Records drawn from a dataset
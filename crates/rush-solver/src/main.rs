//! CLI entry point for the Rush Hour solver.
//!
//! Usage:
//!   rush-solver solve <puzzle.json> [options]
//!   rush-solver solve --stdin [options]
//!   rush-solver render <puzzle.json> [--no-color]
//!
//! Options:
//!   --max-depth <n>          Abort after expanding a node at this depth (default: 500)
//!   --progress-interval <n>  Log progress every n expanded nodes, 0 to disable (default: 1000)
//!   --show                   Print every board of the solution to stderr
//!   --no-color               Render boards without ANSI colors
//!
//! Progress and diagnostics go through `log`; set `RUST_LOG=info` to see them.

use std::fs;
use std::io::{self, Read};
use std::path::PathBuf;

use anyhow::{bail, Context};
use clap::{Parser, Subcommand};
use serde::Serialize;

use rush_solver::{render, Board, Move, PuzzleConfig, RenderOptions, SolverConfig, SolverResult};

#[derive(Parser)]
#[command(name = "rush-solver")]
#[command(about = "Breadth-first solver for Rush Hour sliding-block puzzles")]
#[command(version)]
struct Cli {
    #[command(subcommand)]
    command: Commands,
}

#[derive(Subcommand)]
enum Commands {
    /// Find the shortest sequence of moves that frees the target vehicle
    Solve {
        /// Path to puzzle JSON file (use --stdin to read from stdin)
        #[arg(value_name = "FILE")]
        file: Option<PathBuf>,

        /// Read puzzle from stdin instead of file
        #[arg(long)]
        stdin: bool,

        /// Abort the search after expanding a node at this depth
        #[arg(long, default_value = "500")]
        max_depth: usize,

        /// Log progress every this many expanded nodes (0 disables it)
        #[arg(long, default_value = "1000")]
        progress_interval: usize,

        /// Print every board along the solution to stderr
        #[arg(long)]
        show: bool,

        /// Render boards without colors
        #[arg(long)]
        no_color: bool,
    },

    /// Print the initial board of a puzzle
    Render {
        /// Path to puzzle JSON file (use --stdin to read from stdin)
        #[arg(value_name = "FILE")]
        file: Option<PathBuf>,

        /// Read puzzle from stdin instead of file
        #[arg(long)]
        stdin: bool,

        /// Render without colors
        #[arg(long)]
        no_color: bool,
    },
}

/// Output format for a solve run
#[derive(Debug, Serialize)]
#[serde(rename_all = "camelCase")]
struct SolveOutput {
    #[serde(skip_serializing_if = "Option::is_none")]
    id: Option<String>,
    solved: bool,
    outcome: String,
    #[serde(skip_serializing_if = "Option::is_none")]
    path_cost: Option<usize>,
    moves: Vec<Move>,
    nodes_expanded: usize,
    states_explored: usize,
    max_frontier: usize,
    time_elapsed_ms: u64,
}

fn main() {
    env_logger::init();
    let cli = Cli::parse();

    match run(cli) {
        Ok(solved) => std::process::exit(if solved { 0 } else { 1 }),
        Err(err) => {
            eprintln!("Error: {:#}", err);
            std::process::exit(1);
        }
    }
}

/// Returns whether the command succeeded in the puzzle sense
fn run(cli: Cli) -> anyhow::Result<bool> {
    match cli.command {
        Commands::Solve {
            file,
            stdin,
            max_depth,
            progress_interval,
            show,
            no_color,
        } => {
            let config = read_puzzle(file, stdin)?;
            let puzzle = config.build().context("Invalid puzzle")?;

            let solver_config = SolverConfig {
                max_depth,
                progress_interval,
            };
            let result = puzzle.solve(&solver_config)?;

            if show {
                show_solution(&result, !no_color)?;
            }

            let output = format_result(config.id.clone(), &result);
            println!("{}", serde_json::to_string_pretty(&output)?);
            Ok(result.is_solved())
        }
        Commands::Render {
            file,
            stdin,
            no_color,
        } => {
            let config = read_puzzle(file, stdin)?;
            let board = config.build_board().context("Invalid puzzle")?;
            let options = RenderOptions {
                color: !no_color,
                title: config.id.clone(),
                ..RenderOptions::default()
            };
            print!("{}", render(&board, &options));
            Ok(true)
        }
    }
}

fn read_puzzle(file: Option<PathBuf>, stdin: bool) -> anyhow::Result<PuzzleConfig> {
    let json_content = if stdin {
        let mut buffer = String::new();
        io::stdin()
            .read_to_string(&mut buffer)
            .context("Failed to read from stdin")?;
        buffer
    } else if let Some(path) = file {
        fs::read_to_string(&path).with_context(|| format!("Failed to read file {:?}", path))?
    } else {
        bail!("Must provide either a file path or --stdin");
    };

    PuzzleConfig::from_json(&json_content).context("Error parsing puzzle JSON")
}

fn show_solution(result: &SolverResult, color: bool) -> anyhow::Result<()> {
    let path = result.path();
    let moves = result.moves();

    for (step, state) in path.iter().enumerate() {
        let board = Board::from_state(state)?;
        let title = match step.checked_sub(1).and_then(|i| moves.get(i)) {
            Some(mv) => format!("Step {}: {} {}", step, mv.vehicle, mv.direction),
            None => "Initial board".to_string(),
        };
        let options = RenderOptions {
            color,
            title: Some(title),
            padding: "  ".to_string(),
        };
        eprintln!("{}", render(&board, &options));
    }
    Ok(())
}

fn format_result(id: Option<String>, result: &SolverResult) -> SolveOutput {
    SolveOutput {
        id,
        solved: result.is_solved(),
        outcome: result.outcome.name().to_string(),
        path_cost: result.node().map(|node| node.path_cost()),
        moves: result.moves(),
        nodes_expanded: result.nodes_expanded,
        states_explored: result.states_explored,
        max_frontier: result.max_frontier,
        time_elapsed_ms: result.time_elapsed_ms,
    }
}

- **Assigned task**: Print all the records precisely.

- **Written response**:
filename crates/rush-solver/src/main.rs
//! CLI entry point for the Rush Hour solver.
//!
//! Usage:
//!   rush-solver solve <puzzle.json> [options]
//!   rush-solver solve --stdin [options]
//!   rush-solver render <puzzle.json> [--no-color]
//!
//! Options:
//!   --max-depth <n>          Abort after expanding a node at this depth (default: 500)
//!   --progress-interval <n>  Log progress every n expanded nodes, 0 to disable (default: 1000)
//!   --show                   Print every board of the solution to stderr
//!   --no-color               Render boards without ANSI colors
//!
//! Progress and diagnostics go through `log`; set `RUST_LOG=info` to see them.

use std::fs;
use std::io::{self, Read};
use std::path::PathBuf;

use anyhow::{bail, Context};
use clap::{Parser, Subcommand};
use serde::Serialize;

use rush_solver::{render, Board, Move, PuzzleConfig, RenderOptions, SolverConfig, SolverResult};

#[derive(Parser)]
#[command(name = "rush-solver")]
#[command(about = "Breadth-first solver for Rush Hour sliding-block puzzles")]
#[command(version)]
struct Cli {
    #[command(subcommand)]
    command: Commands,
}

#[derive(Subcommand)]
enum Commands {
    /// Find the shortest sequence of moves that frees the target vehicle
    Solve {
        /// Path to puzzle JSON file (use --stdin to read from stdin)
        #[arg(value_name = "FILE")]
        file: Option<PathBuf>,

        /// Read puzzle from stdin instead of file
        #[arg(long)]
        stdin: bool,

        /// Abort the search after expanding a node at this depth
        #[arg(long, default_value = "500")]
        max_depth: usize,

        /// Log progress every this many expanded nodes (0 disables it)
        #[arg(long, default_value = "1000")]
        progress_interval: usize,

        /// Print every board along the solution to stderr
        #[arg(long)]
        show: bool,

        /// Render boards without colors
        #[arg(long)]
        no_color: bool,
    },

    /// Print the initial board of a puzzle
    Render {
        /// Path to puzzle JSON file (use --stdin to read from stdin)
        #[arg(value_name = "FILE")]
        file: Option<PathBuf>,

        /// Read puzzle from stdin instead of file
        #[arg(long)]
        stdin: bool,

        /// Render without colors
        #[arg(long)]
        no_color: bool,
    },
}

/// Output format for a solve run
#[derive(Debug, Serialize)]
#[serde(rename_all = "camelCase")]
struct SolveOutput {
    #[serde(skip_serializing_if = "Option::is_none")]
    id: Option<String>,
    solved: bool,
    outcome: String,
    #[serde(skip_serializing_if = "Option::is_none")]
    path_cost: Option<usize>,
    moves: Vec<Move>,
    nodes_expanded: usize,
    states_explored: usize,
    max_frontier: usize,
    time_elapsed_ms: u64,
}

fn main() {
    env_logger::init();
    let cli = Cli::parse();

    match run(cli) {
        Ok(solved) => std::process::exit(if solved { 0 } else { 1 }),
        Err(err) => {
            eprintln!("Error: {:#}", err);
            std::process::exit(1);
        }
    }
}

/// Returns whether the command succeeded in the puzzle sense
fn run(cli: Cli) -> anyhow::Result<bool> {
    match cli.command {
        Commands::Solve {
            file,
            stdin,
            max_depth,
            progress_interval,
            show,
            no_color,
        } => {
            let config = read_puzzle(file, stdin)?;
            let puzzle = config.build().context("Invalid puzzle")?;

            let solver_config = SolverConfig {
                max_depth,
                progress_interval,
            };
            let result = puzzle.solve(&solver_config)?;

            if show {
                show_solution(&result, !no_color)?;
            }

            let output = format_result(config.id.clone(), &result);
            println!("{}", serde_json::to_string_pretty(&output)?);
            Ok(result.is_solved())
        }
        Commands::Render {
            file,
            stdin,
            no_color,
        } => {
            let config = read_puzzle(file, stdin)?;
            let board = config.build_board().context("Invalid puzzle")?;
            let options = RenderOptions {
                color: !no_color,
                title: config.id.clone(),
                ..RenderOptions::default()
            };
            print!("{}", render(&board, &options));
            Ok(true)
        }
    }
}

fn read_puzzle(file: Option<PathBuf>, stdin: bool) -> anyhow::Result<PuzzleConfig> {
    let json_content = if stdin {
        let mut buffer = String::new();
        io::stdin()
            .read_to_string(&mut buffer)
            .context("Failed to read from stdin")?;
        buffer
    } else if let Some(path) = file {
        fs::read_to_string(&path).with_context(|| format!("Failed to read file {:?}", path))?
    } else {
        bail!("Must provide either a file path or --stdin");
    };

    PuzzleConfig::from_json(&json_content).context("Error parsing puzzle JSON")
}

fn show_solution(result: &SolverResult, color: bool) -> anyhow::Result<()> {
    let path = result.path();
    let moves = result.moves();

    for (step, state) in path.iter().enumerate() {
        let board = Board::from_state(state)?;
        let title = match step.checked_sub(1).and_then(|i| moves.get(i)) {
            Some(mv) => format!("Step {}: {} {}", step, mv.vehicle, mv.direction),
            None => "Initial board".to_string(),
        };
        let options = RenderOptions {
            color,
            title: Some(title),
            padding: "  ".to_string(),
        };
        eprintln!("{}", render(&board, &options));
    }
    Ok(())
}

fn format_result(id: Option<String>, result: &SolverResult) -> SolveOutput {
    SolveOutput {
        id,
        solved: result.is_solved(),
        outcome: result.outcome.name().to_string(),
        path_cost: result.node().map(|node| node.path_cost()),
        moves: result.moves(),
        nodes_expanded: result.nodes_expanded,
        states_explored: result.states_explored,
        max_frontier: result.max_frontier,
        time_elapsed_ms: result.time_elapsed_ms,
    }
}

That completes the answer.